Maior rede da região Sul, a Livrarias Curitiba acaba de inaugurar um centro de distribuição na Capital para ampliar seu braço de atacado, responsável por 35% do grupo. “São Paulo é o mercado em que vamos apostar agora. Aí tem mais universidades, mais cultura e mais oportunidade. E também porque a concorrência tende a reduzir um pouquinho”, diz o diretor Marcos Pedri. A rede, que investe em outros produtos e deve crescer 5% este ano, tem 29 lojas – 5 delas no Estado (Diadema, Taboão da Serra, São José dos Campos e duas em São Paulo). “Entramos pelas beiradas, sem pagar aluguel caro e queremos ter outras lojas.”
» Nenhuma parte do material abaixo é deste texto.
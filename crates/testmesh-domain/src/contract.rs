//! Contract Engine data model (spec §4.5-§4.7): recorded interactions,
//! verification outcomes, and the breaking-change classification produced
//! by diffing two contract versions.

use crate::{ContractId, Value};
use chrono::{DateTime, Utc};
use std::collections::BTreeMap;

/// A Pact-style contract: a named consumer/provider pair plus the
/// interactions recorded (or hand-authored) against it.
#[derive(Debug, Clone)]
pub struct Contract {
    pub id: ContractId,
    pub consumer: String,
    pub provider: String,
    /// Together with `consumer`/`provider`, keys a contract row uniquely
    /// (spec §3, §4.5).
    pub version: String,
    pub interactions: Vec<Interaction>,
    pub created_at: DateTime<Utc>,
}

/// One request/response pair the provider is expected to honor.
#[derive(Debug, Clone)]
pub struct Interaction {
    pub description: String,
    /// State the provider must be set up in before this interaction is
    /// replayed, POSTed to the provider's state-setup endpoint ahead of the
    /// request itself (spec §4.6 step 1).
    pub provider_state: Option<String>,
    pub request_method: String,
    pub request_path: String,
    pub request_headers: BTreeMap<String, String>,
    pub request_body: Option<Value>,
    pub response_status: u16,
    pub response_headers: BTreeMap<String, String>,
    pub response_body: Option<Value>,
}

/// The outcome of replaying a contract's interactions against a live
/// provider (spec §4.6).
#[derive(Debug, Clone)]
pub struct Verification {
    pub contract_id: ContractId,
    pub status: VerificationStatus,
    pub mismatches: Vec<Mismatch>,
    pub verified_at: DateTime<Utc>,
}

#[derive(Debug, Clone, Copy, PartialEq, Eq)]
pub enum VerificationStatus {
    Passed,
    Failed,
}

/// One discrepancy between an interaction's expectation and the provider's
/// actual response.
#[derive(Debug, Clone)]
pub struct Mismatch {
    pub interaction: String,
    pub mismatch_type: MismatchType,
    /// JSON-path-like locator within the body, or `$` for status/header/
    /// request-level mismatches (spec §4.6).
    pub path: String,
    pub expected: String,
    pub actual: String,
    pub message: String,
}

/// Mirrors spec §4.6's `type ∈ {request, status, header, body}` taxonomy;
/// `body` is further split by the kind of structural discrepancy found.
#[derive(Debug, Clone, Copy, PartialEq, Eq)]
pub enum MismatchType {
    Request,
    StatusCode,
    Header,
    BodyField,
    BodyType,
    MissingField,
    ExtraField,
}

/// A classified difference found when diffing two contract versions for
/// the same consumer/provider pair (spec §4.7).
#[derive(Debug, Clone)]
pub struct BreakingChange {
    pub old_contract_id: ContractId,
    pub new_contract_id: ContractId,
    pub interaction: String,
    pub change_type: ChangeType,
    pub severity: Severity,
    /// JSON-path-like locator of the change, e.g. `$.currency` (spec §4.7).
    pub path: String,
    pub old_value: Option<String>,
    pub new_value: Option<String>,
    /// What the change does to a consumer replaying this interaction.
    pub impact: String,
    /// What a consumer should do about it before the provider upgrade ships.
    pub suggestion: String,
}

#[derive(Debug, Clone, Copy, PartialEq, Eq)]
pub enum ChangeType {
    InteractionRemoved,
    InteractionAdded,
    RequestMethodChanged,
    RequestPathChanged,
    RequiredRequestHeaderRemoved,
    ResponseBodyExistenceChanged,
    ResponseFieldRemoved,
    ResponseFieldTypeChanged,
    StatusCodeChanged,
}

#[derive(Debug, Clone, Copy, PartialEq, Eq, PartialOrd, Ord)]
pub enum Severity {
    Info,
    Warning,
    Breaking,
}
Quem também chega com mais força no próximo ano é a mineira Leitura, de Marcus Teles, que não tem medo de fechar lojas deficitárias. “No segundo ano sem lucro, eu fecho”, diz. Fechou até seu e-commerce há dois anos. “Ele funcionou por 16 anos e não dava tanto lucro. Resolvemos ir por outro caminho, abrir lojas onde não havia livraria. Hoje, somos líderes em 10 estados”, diz. A Leitura começou o ano com 66 livrarias, abriu seis e fechou duas – e vai reativar o e-commerce (mas não para concorrer com empresas de tecnologia que vendem livro, outro grande problema). Aqui, está abrindo unidades nas rodoviárias do Tietê e Barra Funda e no aeroporto de Congonhas, e deve crescer 7% em 2018.
As grandes e as pequenas livrarias sofrem. As médias vão encontrando um jeito de sobreviver. “Mas precisamos construir um futuro mais saudável”, diz Marcos da Veiga Pereira, presidente do Sindicato Nacional de Editores de Livros e diretor da Sextante. Por isso, o empenho do setor em conseguir, ainda neste mandato presidencial, a aprovação de uma mudança na Lei do Livro, de 2003. O projeto de uma lei do preço fixo do livro, que deve ganhar outro nome, está na Casa Civil. Se der certo, os descontos vão ficar limitados a 10% no período de um ano após o lançamento – para Amazon, Mercado Livre e para a livraria da esquina, por exemplo. Depois, cada um vende pelo preço que quiser. “Nunca foi tão urgente a aprovação dessa lei. É a garantia de um futuro saudável para todos”, diz Pereira.